I was in a large crowd of other officer trainees, focused intently on that blue line before me, which separated so many of us from our dreams of becoming U.S. military officers. It was 5 a.m. OT G. was somewhere out on that same field, but I did not know him at the time. It was in our first week at Officer Training School on Maxwell AFB in good ole Alabama, and I was not yet used to the fine blue line that I would have to cross and then walk for the rest of my military career amidst the smell of rotten eggs on a morning in Montgomery. Before us on a massive lawn where we would graduate more than four months later, a blue cord lit up like a skinny neon snake.

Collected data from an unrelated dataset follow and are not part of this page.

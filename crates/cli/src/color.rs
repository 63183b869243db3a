// SPDX-License-Identifier: MIT

use std::io::IsTerminal;

use clap::builder::styling::{Ansi256Color, Color, Style, Styles};

mod codes {
    /// `--help` section headers.
    pub const HEADER: u8 = 74;
    /// Flags and literals in `--help` output.
    pub const LITERAL: u8 = 250;
    /// Placeholder values (`<PATH>`, `<SECS>`, ...) in `--help` output.
    pub const CONTEXT: u8 = 245;
}

/// Priority: `NO_COLOR=1` disables -> `COLOR=1` forces -> TTY check.
pub fn should_colorize() -> bool {
    if std::env::var("NO_COLOR").is_ok_and(|v| v == "1") {
        return false;
    }
    if std::env::var("COLOR").is_ok_and(|v| v == "1") {
        return true;
    }
    std::io::stdout().is_terminal()
}

/// `clap` help styling; a cron job's stdout/stderr rarely need color, but
/// `--help` run from an interactive shell still benefits from it.
pub fn styles() -> Styles {
    if !should_colorize() {
        return Styles::plain();
    }
    Styles::styled()
        .header(Style::new().fg_color(Some(Color::Ansi256(Ansi256Color(codes::HEADER)))))
        .literal(Style::new().fg_color(Some(Color::Ansi256(Ansi256Color(codes::LITERAL)))))
        .placeholder(Style::new().fg_color(Some(Color::Ansi256(Ansi256Color(codes::CONTEXT)))))
}

#[cfg(test)]
#[path = "color_tests.rs"]
mod tests;
// SPDX-License-Identifier: MIT

#![cfg_attr(test, allow(clippy::panic))]
#![cfg_attr(test, allow(clippy::unwrap_used))]
#![cfg_attr(test, allow(clippy::expect_used))]

//! dcrpm-supervisor: process supervision (C1).
//!
//! Owns the one place every external command (`rpm`, `db_verify`,
//! `db_recover`, `yum`, `lsof`) actually gets spawned: a new process
//! group, bounded concurrent stdout/stderr capture, and a
//! SIGTERM-then-SIGKILL deadline escalation. Every other crate talks to
//! this through the [`Runner`] trait, never `tokio::process` directly.

pub mod capture;
pub mod error;
pub mod supervisor;

pub use error::SupervisorError;
pub use supervisor::{ProcessSupervisor, RunSpec, Runner};
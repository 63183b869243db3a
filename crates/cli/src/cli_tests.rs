// SPDX-License-Identifier: MIT

use clap::Parser;
use dcrpm_core::Verbosity;

use super::*;

fn parse(args: &[&str]) -> Cli {
    let mut full = vec!["dcrpm"];
    full.extend_from_slice(args);
    Cli::try_parse_from(full).expect("parse")
}

#[test]
fn defaults_enable_every_remediation() {
    let cli = parse(&[]);
    assert!(cli.check_tables());
    assert!(cli.rebuild_db());
    assert!(cli.kill_stuck());
    assert!(cli.cleanup_yum_transactions());
    assert!(!cli.dry_run);
    assert!(!cli.json_summary);
    assert_eq!(cli.verbosity, Verbosity::Info);
}

#[test]
fn no_flags_disable_their_matching_feature() {
    let cli = parse(&["--no-check-tables", "--no-rebuild", "--no-kill-stuck", "--no-yum-transactions"]);
    assert!(!cli.check_tables());
    assert!(!cli.rebuild_db());
    assert!(!cli.kill_stuck());
    assert!(!cli.cleanup_yum_transactions());
}

#[test]
fn a_later_positive_flag_overrides_an_earlier_negative_one() {
    let cli = parse(&["--no-check-tables", "--check-tables"]);
    assert!(cli.check_tables());
}

#[test]
fn timeouts_and_paths_are_threaded_into_the_built_config() {
    let cli = parse(&[
        "--dbpath",
        "/tmp/rpmdb",
        "--timeout-query",
        "7",
        "--max-passes",
        "5",
        "--min-packages",
        "42",
    ]);
    let config = cli.build_config(false).expect("valid config");

    assert_eq!(config.db_path, std::path::PathBuf::from("/tmp/rpmdb"));
    assert_eq!(config.timeouts.query, std::time::Duration::from_secs(7));
    assert_eq!(config.max_passes, 5);
    assert_eq!(config.min_expected_packages, 42);
}

#[test]
fn zero_max_passes_is_rejected_by_config_validation() {
    let cli = parse(&["--max-passes", "0"]);
    assert!(cli.build_config(false).is_err());
}

#[test]
fn dry_run_and_json_summary_flags_are_threaded_through() {
    let cli = parse(&["--dry-run", "--json-summary", "--verbosity", "debug"]);
    let config = cli.build_config(false).expect("valid config");

    assert!(config.dry_run);
    assert!(config.json_summary);
    assert_eq!(config.verbosity, Verbosity::Debug);
}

“You men and women wish to become officers in the United States military—the strongest military in the world—but first you must step over the blue line.” Our commandant recited the words as if he had said them before, but with verve each time he would repeat them to new Officer Training School classes.
I wondered whether the Army initiated its officer trainees by having them step over a green line, or if the Marines had a red line, or the Navy a gray line.
As we took the big step in near unison, following the instructions of the senior military trainer far ahead of us up on stage, I tripped and stumbled a little. The thin blue line was all that was between me and my dream of becoming an officer—and it was all that separated my OTS classmate from his dream of flying.
I never had to work the case of a fallen service member I knew during my time at the military’s mortuary, although I came close with OT G. But during my deployment, I thought a lot about that blue line and my old OTS classmate. And I reminded myself that even if I would have fallen flat on my face long ago in front of all of those other officer trainees, I would have gotten right back up—simply because I could.
This story is dedicated to all fallen, for whom I now stand.
ABOUT THE AUTHOR
Andre Bowser is a U.S. Air Force Reserve Captain stationed with the 439th Mission Support Squadron at Westover Air Reserve Base, ME. “The Blue Line: Remembering a Fallen Airman” is an excerpt of his unpublished memoir — Fallen Among U.S.